## Records supplied
//! # Service Registry Contract
//!
//! The registry owns every service and its message queue. The scheduler only
//! asks it for one unit of work at a time and for the number of services that
//! are still alive; it never sees a service directly.

use crate::monitor::{Stall, StallDetector};

/// Result of one dispatch attempt.
#[derive(Debug, Clone, Copy, PartialEq, Eq)]
pub enum DispatchOutcome {
    /// A message was delivered; the caller should try again immediately.
    Dispatched,
    /// No service had pending messages.
    Idle,
}

impl DispatchOutcome {
    pub fn is_idle(self) -> bool {
        matches!(self, DispatchOutcome::Idle)
    }
}

/// Registry of live services, as seen by the scheduler.
///
/// Implementations are shared by every scheduler thread and must be safe to
/// call concurrently.
pub trait ServiceRegistry: Send + Sync {
    /// Attempts to dispatch one message for some service.
    ///
    /// Implementations bracket the handler call with
    /// [`StallDetector::begin`] and [`StallDetector::finish`] so the watchdog
    /// can observe progress. Must be cheap when there is nothing to do.
    fn dispatch(&self, detector: &StallDetector) -> DispatchOutcome;

    /// Number of services still registered. Zero means global shutdown.
    fn live_service_count(&self) -> usize;

    /// Called by the watchdog when `worker` appears stuck.
    ///
    /// The default implementation ignores the report.
    fn report_stall(&self, worker: usize, stall: &Stall) {
        let _ = (worker, stall);
    }
}
//! # Kestrel Scheduler API
//!
//! Contracts between the Kestrel thread-pool scheduler and the subsystems it
//! drives. The scheduler core never looks inside a service, a socket or a
//! timer wheel; it only talks to them through the traits defined here.
//!
//! ## Core Components
//!
//! - **Service registry**: dispatches one message at a time and reports how
//!   many services are alive ([`registry::ServiceRegistry`])
//! - **Network poller**: blocks until socket activity or shutdown
//!   ([`network::NetworkPoller`])
//! - **Logical clock**: advanced once per timer tick ([`clock::LogicalClock`])
//! - **Stall detector**: per-worker progress marker inspected by the watchdog
//!   ([`monitor::StallDetector`])
//!
//! ## Module Organization
//!
//! - [`clock`]: Logical time contract
//! - [`errors`]: Error types and handling
//! - [`monitor`]: Stall detection
//! - [`network`]: Network polling contract
//! - [`registry`]: Service registry contract
//! - [`types`]: Common type definitions

pub mod clock;
pub mod errors;
pub mod monitor;
pub mod network;
pub mod registry;
pub mod types;

pub use clock::LogicalClock;
pub use errors::{SystemError, SystemResult};
pub use monitor::{Stall, StallDetector};
pub use network::{NetworkPoller, PollEvent};
pub use registry::{DispatchOutcome, ServiceRegistry};
pub use types::{Message, Payload, ServiceHandle};
use kestrel_api::network::PollEvent;
use kestrel_api::registry::DispatchOutcome;
use kestrel_api::types::{Message, ServiceHandle};

#[cfg(test)]
mod tests {
    use super::*;

    #[test]
    fn test_poll_event_from_raw() {
        assert_eq!(PollEvent::from_raw(0), PollEvent::Closed);
        assert_eq!(PollEvent::from_raw(-1), PollEvent::Transient);
        assert_eq!(PollEvent::from_raw(i32::MIN), PollEvent::Transient);
        assert_eq!(PollEvent::from_raw(1), PollEvent::Ready);
        assert_eq!(PollEvent::from_raw(64), PollEvent::Ready);
    }

    #[test]
    fn test_dispatch_outcome_is_idle() {
        assert!(DispatchOutcome::Idle.is_idle());
        assert!(!DispatchOutcome::Dispatched.is_idle());
    }

    #[test]
    fn test_service_handle_none() {
        assert!(ServiceHandle::NONE.is_none());
        assert!(ServiceHandle::default().is_none());
        assert!(!ServiceHandle(5).is_none());
    }

    #[test]
    fn test_message_payload_downcast() {
        let message = Message::new(ServiceHandle(3), 11, Box::new("ping".to_string()));

        assert_eq!(message.payload_ref::<String>().map(String::as_str), Some("ping"));
        assert!(message.payload_ref::<u64>().is_none());
        assert!(format!("{:?}", message).contains("session: 11"));
    }
}
use std::sync::atomic::{AtomicU64, Ordering};
use std::time::Instant;

use kestrel_api::clock::LogicalClock;

/// Logical clock in centiseconds of real time since creation.
///
/// [`advance`](LogicalClock::advance) folds the wall time elapsed since the
/// previous call into [`now`](MonotonicClock::now). Logical time never moves
/// backwards and only moves when the clock is advanced.
#[derive(Debug)]
pub struct MonotonicClock {
    origin: Instant,
    /// Centiseconds since `origin` at the last advance.
    observed: AtomicU64,
    current: AtomicU64,
    advances: AtomicU64,
}

impl Default for MonotonicClock {
    fn default() -> Self {
        Self::new()
    }
}

impl MonotonicClock {
    pub fn new() -> Self {
        Self {
            origin: Instant::now(),
            observed: AtomicU64::new(0),
            current: AtomicU64::new(0),
            advances: AtomicU64::new(0),
        }
    }

    /// Current logical time, in centiseconds.
    pub fn now(&self) -> u64 {
        self.current.load(Ordering::Acquire)
    }

    /// How many times the clock has been advanced.
    pub fn advances(&self) -> u64 {
        self.advances.load(Ordering::Relaxed)
    }

    fn elapsed_cs(&self) -> u64 {
        (self.origin.elapsed().as_millis() / 10) as u64
    }
}

impl LogicalClock for MonotonicClock {
    fn advance(&self) {
        self.advances.fetch_add(1, Ordering::Relaxed);
        let now = self.elapsed_cs();
        let last = self.observed.fetch_max(now, Ordering::AcqRel);
        if now > last {
            self.current.fetch_add(now - last, Ordering::AcqRel);
        }
    }
}
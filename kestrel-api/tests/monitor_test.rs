use kestrel_api::monitor::{Stall, StallDetector};
use kestrel_api::types::ServiceHandle;
use std::sync::Arc;
use std::thread;

#[cfg(test)]
mod tests {
    use super::*;

    #[test]
    fn test_idle_detector_is_never_flagged() {
        let detector = StallDetector::new();

        for _ in 0..5 {
            assert_eq!(detector.check(), None);
        }
        assert_eq!(detector.in_flight(), None);
    }

    #[test]
    fn test_stuck_message_flagged_on_second_check() {
        let detector = StallDetector::new();
        detector.begin(ServiceHandle(1), ServiceHandle(7));

        // First cycle only records the version
        assert_eq!(detector.check(), None);

        // Nothing moved since the previous cycle
        let stall = detector.check().expect("stall should be reported");
        assert_eq!(stall.source, ServiceHandle(1));
        assert_eq!(stall.destination, ServiceHandle(7));
        assert_eq!(stall.version, detector.version());

        // The report repeats for as long as the message stays stuck
        assert!(detector.check().is_some());
    }

    #[test]
    fn test_progress_between_checks_clears_stall() {
        let detector = StallDetector::new();
        detector.begin(ServiceHandle(1), ServiceHandle(7));
        assert_eq!(detector.check(), None);

        detector.finish();
        detector.begin(ServiceHandle(2), ServiceHandle(7));

        // Same destination, but the version moved on
        assert_eq!(detector.check(), None);
    }

    #[test]
    fn test_finished_message_is_not_a_stall() {
        let detector = StallDetector::new();
        detector.begin(ServiceHandle(3), ServiceHandle(4));
        detector.finish();

        assert_eq!(detector.check(), None);
        assert_eq!(detector.check(), None);
        assert_eq!(detector.in_flight(), None);
    }

    #[test]
    fn test_version_advances_on_begin_and_finish() {
        let detector = StallDetector::new();
        let start = detector.version();

        detector.begin(ServiceHandle(1), ServiceHandle(2));
        assert_eq!(detector.in_flight(), Some(ServiceHandle(2)));
        detector.finish();

        assert_eq!(detector.version(), start + 2);
    }

    #[test]
    fn test_busy_writer_thread_is_not_flagged() {
        let detector = Arc::new(StallDetector::new());
        let writer = {
            let detector = detector.clone();
            thread::spawn(move || {
                for i in 1..=10_000u32 {
                    detector.begin(ServiceHandle(i), ServiceHandle(9));
                    detector.finish();
                }
            })
        };
        writer.join().unwrap();

        assert_eq!(detector.check(), None);
        assert_eq!(detector.check(), None);
    }

    #[test]
    fn test_stall_display() {
        let stall = Stall {
            source: ServiceHandle(1),
            destination: ServiceHandle(0xff),
            version: 12,
        };

        assert_eq!(
            stall.to_string(),
            "a message from [ :00000001 ] to [ :000000ff ] may be in an endless loop (version = 12)"
        );
    }
}
use std::fmt;
use std::sync::{Condvar, Mutex, MutexGuard};

use kestrel_api::errors::SystemError;
use kestrel_api::monitor::StallDetector;
use tracing::warn;

use super::fatal;

/// Data guarded by the scheduler lock.
#[derive(Debug, Default)]
struct SleepState {
    /// Workers currently blocked in [`SchedulerState::park`].
    sleeping: usize,
    /// Set once by the shutdown broadcast; parked workers never wait again.
    closed: bool,
}

/// State shared by every scheduler thread for the lifetime of one pool.
///
/// ## Invariants
/// - `0 <= sleeping <= worker_count`
/// - `sleeping` and `closed` are only read or written with the lock held
/// - the lock is never held across a dispatch call
pub struct SchedulerState {
    worker_count: usize,
    sleep: Mutex<SleepState>,
    wake_signal: Condvar,
    detectors: Vec<StallDetector>,
}

impl SchedulerState {
    /// Creates the state for `worker_count` workers, one stall detector each.
    pub fn new(worker_count: usize) -> Self {
        Self {
            worker_count,
            sleep: Mutex::new(SleepState::default()),
            wake_signal: Condvar::new(),
            detectors: (0..worker_count).map(|_| StallDetector::new()).collect(),
        }
    }

    pub fn worker_count(&self) -> usize {
        self.worker_count
    }

    /// Stall detectors indexed by worker id.
    pub fn detectors(&self) -> &[StallDetector] {
        &self.detectors
    }

    /// Snapshot of the number of parked workers.
    pub fn sleeping_count(&self) -> usize {
        self.lock("sleeping count").sleeping
    }

    pub fn is_closed(&self) -> bool {
        self.lock("closed check").closed
    }

    /// Parks the calling worker until it is signalled.
    ///
    /// A single wait; spurious wakeups return early and the caller simply
    /// asks for work again. Returns `false` without waiting once the state
    /// has been closed.
    pub fn park(&self) -> bool {
        let mut guard = self.lock("worker park");
        if guard.closed {
            return false;
        }
        guard.sleeping += 1;
        let sleeping = guard.sleeping;
        if sleeping > self.worker_count {
            warn!(sleeping = sleeping, workers = self.worker_count, "more sleepers than workers");
        }
        let mut guard = self
            .wake_signal
            .wait(guard)
            .unwrap_or_else(|_| fatal(SystemError::LockPoisoned("worker wait")));
        guard.sleeping -= 1;
        true
    }

    /// Wakes one parked worker if at least `worker_count - busy` are asleep.
    ///
    /// `busy` is how many workers may stay busy without needing help:
    /// `0` only signals when the whole pool is idle, `worker_count - 1`
    /// signals whenever anyone sleeps. Returns whether a signal was sent.
    pub fn wakeup(&self, busy: usize) -> bool {
        let guard = self.lock("wakeup");
        let threshold = self.worker_count.saturating_sub(busy);
        if guard.sleeping > 0 && guard.sleeping >= threshold {
            self.wake_signal.notify_one();
            true
        } else {
            false
        }
    }

    /// Marks the pool closed and releases every parked worker.
    pub fn close_and_wake_all(&self) {
        let mut guard = self.lock("shutdown broadcast");
        guard.closed = true;
        self.wake_signal.notify_all();
    }

    fn lock(&self, during: &'static str) -> MutexGuard<'_, SleepState> {
        self.sleep
            .lock()
            .unwrap_or_else(|_| fatal(SystemError::LockPoisoned(during)))
    }
}

impl fmt::Debug for SchedulerState {
    fn fmt(&self, f: &mut fmt::Formatter<'_>) -> fmt::Result {
        f.debug_struct("SchedulerState")
            .field("worker_count", &self.worker_count)
            .field("sleep", &self.sleep)
            .finish_non_exhaustive()
    }
}

/// What a worker thread is started with: its id and the shared state.
#[derive(Debug, Clone, Copy)]
pub struct WorkerHandle<'a> {
    id: usize,
    state: &'a SchedulerState,
}

impl<'a> WorkerHandle<'a> {
    /// # Panics
    /// Panics if `id` is not a valid worker id for `state`.
    pub fn new(id: usize, state: &'a SchedulerState) -> Self {
        assert!(id < state.worker_count(), "worker id {} out of range", id);
        Self { id, state }
    }

    pub fn id(&self) -> usize {
        self.id
    }

    pub fn state(&self) -> &'a SchedulerState {
        self.state
    }

    pub fn detector(&self) -> &'a StallDetector {
        &self.state.detectors[self.id]
    }
}
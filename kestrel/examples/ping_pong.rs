//! Two services bouncing a counter back and forth on a scheduler pool.
//!
//! The pool shuts itself down once both services have exited.
//!
//! ```text
//! RUST_LOG=kestrel=debug cargo run --example ping_pong
//! ```

use std::sync::atomic::{AtomicU32, Ordering};
use std::sync::{Arc, OnceLock};

use kestrel::config::SchedulerConfig;
use kestrel::local::{ChannelPoller, LocalRegistry, MonotonicClock, ServiceControl};
use kestrel::scheduler::{Collaborators, Scheduler};
use kestrel::logging;
use kestrel_api::types::{Message, ServiceHandle};
use tracing::info;

const ROUNDS: u32 = 10_000;
const STOP: u32 = u32::MAX;

fn main() -> anyhow::Result<()> {
    logging::init_development();

    let registry = Arc::new(LocalRegistry::new());
    let rallies = Arc::new(AtomicU32::new(0));

    let pong_handle = Arc::new(OnceLock::new());
    let pong = {
        let weak = Arc::downgrade(&registry);
        let me = pong_handle.clone();
        registry.register(move |message: Message| {
            let Some(&n) = message.payload_ref::<u32>() else {
                return ServiceControl::Continue;
            };
            if n == STOP {
                return ServiceControl::Exit;
            }
            if let (Some(registry), Some(&me)) = (weak.upgrade(), me.get()) {
                let _ = registry.send(me, message.source, message.session, Box::new(n + 1));
            }
            ServiceControl::Continue
        })
    };
    let _ = pong_handle.set(pong);

    let ping_handle = Arc::new(OnceLock::new());
    let ping = {
        let weak = Arc::downgrade(&registry);
        let me = ping_handle.clone();
        let rallies = rallies.clone();
        registry.register(move |message: Message| {
            let Some(&n) = message.payload_ref::<u32>() else {
                return ServiceControl::Continue;
            };
            rallies.store(n, Ordering::Relaxed);
            let (Some(registry), Some(&me)) = (weak.upgrade(), me.get()) else {
                return ServiceControl::Exit;
            };
            if n >= ROUNDS {
                let _ = registry.send(me, pong, 0, Box::new(STOP));
                return ServiceControl::Exit;
            }
            let _ = registry.send(me, pong, message.session, Box::new(n + 1));
            ServiceControl::Continue
        })
    };
    let _ = ping_handle.set(ping);

    registry.send(ServiceHandle::NONE, ping, 1, Box::new(0u32))?;

    let collaborators = Collaborators::new(
        registry.clone(),
        Arc::new(ChannelPoller::new()),
        Arc::new(MonotonicClock::new()),
    );
    let scheduler = Scheduler::new(SchedulerConfig::with_workers(4), collaborators)?;
    let report = scheduler.run()?;

    info!(
        rallies = rallies.load(Ordering::Relaxed),
        dispatched = report.dispatched,
        ticks = report.ticks,
        "ping pong finished"
    );
    anyhow::ensure!(report.is_clean(), "pool threads panicked: {:?}", report.panicked);
    Ok(())
}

## Brief
All that is needed is the exact run of lines above from the line containing "if n == STOP" through the line containing "message.source, message.session, Box::new(n + 1));", both of them included.

## Task solution
            if n == STOP {
                return ServiceControl::Exit;
            }
            if let (Some(registry), Some(&me)) = (weak.upgrade(), me.get()) {
                let _ = registry.send(me, message.source, message.session, Box::new(n + 1));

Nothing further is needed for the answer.